For the study, 33 of the participants received one injection of BCG, a live vaccine which is used in other countries to prevent tuberculosis, but is not used for that in the United States. The other participants received a placebo. All of the participants had brain scans once a month for six months. They then received the MS drug interferon beta-1a for a year. After that, they took the MS drug recommended by their neurologist. The development of definite MS was evaluated for five years after the start of the study.
After the first six months, the people who received the vaccine had fewer brain lesions that are signs of MS than those who received the placebo, with three lesions for the vaccinated and seven lesions for the unvaccinated. By the end of the study, 58 percent of the vaccinated people had not developed MS, compared to 30 percent of those who received the placebo. There were no major side effects during the study. There was no difference in side effects between those who received the vaccine and those who did not.
"These results are promising, but much more research needs to be done to learn more about the safety and long-term effects of this live vaccine," said study authorGiovanni Ristori,MD, PhD, of Sapienza University of Rome inItaly. "Doctors should not start using this vaccine to treat MS or clinically isolated syndrome."
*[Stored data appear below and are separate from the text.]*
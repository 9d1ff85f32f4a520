//! Shared-machine cell and the split into the two context handles.

use core::cell::RefCell;

use critical_section::Mutex;
use embedded_hal::digital::{InputPin, OutputPin};
use embedded_hal::pwm::SetDutyCycle;

use crate::command::CommandQueue;
use crate::hal::{CoilPort, StepClock, Watchdog};

use super::driver::{Machine, TickDriver};
use super::port::CommandPort;

/// A [`Machine`] shared between the producer context and the tick interrupt.
///
/// Every access goes through a critical section, so multi-field updates
/// (position plus state plus pen, as homing does) are never observed
/// half-written. The command queue deliberately lives outside the cell; it
/// is lock-free on its own.
///
/// Place the cell (and the queue) somewhere that outlives both handles, in
/// firmware typically a `static`:
///
/// ```ignore
/// static QUEUE: ... // owned by main, handed to attach()
/// let cell = MachineCell::new(machine);
/// let (port, mut ticker) = cell.attach(&mut queue, watchdog);
/// ```
pub struct MachineCell<XP, YP, PEN, PWM, HOME, STOP, CLK>
where
    XP: CoilPort,
    YP: CoilPort,
    PEN: OutputPin,
    PWM: SetDutyCycle,
    HOME: InputPin,
    STOP: InputPin,
    CLK: StepClock,
{
    inner: Mutex<RefCell<Machine<XP, YP, PEN, PWM, HOME, STOP, CLK>>>,
}

impl<XP, YP, PEN, PWM, HOME, STOP, CLK> MachineCell<XP, YP, PEN, PWM, HOME, STOP, CLK>
where
    XP: CoilPort,
    YP: CoilPort,
    PEN: OutputPin,
    PWM: SetDutyCycle,
    HOME: InputPin,
    STOP: InputPin,
    CLK: StepClock,
{
    /// Wrap a built machine in the shared cell.
    pub fn new(machine: Machine<XP, YP, PEN, PWM, HOME, STOP, CLK>) -> Self {
        Self {
            inner: Mutex::new(RefCell::new(machine)),
        }
    }

    /// Run `f` on the machine inside a critical section.
    ///
    /// Keep `f` short; the tick interrupt is locked out for its duration.
    pub(crate) fn with<R>(
        &self,
        f: impl FnOnce(&mut Machine<XP, YP, PEN, PWM, HOME, STOP, CLK>) -> R,
    ) -> R {
        critical_section::with(|cs| f(&mut self.inner.borrow_ref_mut(cs)))
    }

    /// Split the shared machine into its two context handles.
    ///
    /// The [`CommandPort`] goes to the producer context (main loop, command
    /// decoder); the [`TickDriver`] goes to the step timer interrupt. The
    /// queue halves are claimed here, which is what makes the pairing
    /// single-producer/single-consumer.
    pub fn attach<'a, WD>(
        &'a self,
        queue: &'a mut CommandQueue,
        watchdog: WD,
    ) -> (
        CommandPort<'a, XP, YP, PEN, PWM, HOME, STOP, CLK, WD>,
        TickDriver<'a, XP, YP, PEN, PWM, HOME, STOP, CLK>,
    )
    where
        WD: Watchdog,
    {
        let (producer, consumer) = queue.split();
        (
            CommandPort::new(self, producer, watchdog),
            TickDriver::new(self, consumer),
        )
    }
}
The results provide support to the "hygiene hypothesis" that better sanitation and use of disinfectants and antibiotics may account for some of the increased rate of MS and other immune system diseases in North America and much of Europe compared with Africa, South America and parts of Asia, according to Dennis Bourdette, MD, of Oregon Health & Science University in Portland and a Fellow of the American Academy of Neurology, who wrote an accompanying editorial. "The theory is that exposure to certain infections early in life might reduce the risk of these diseases by inducing the body to develop a protective immunity."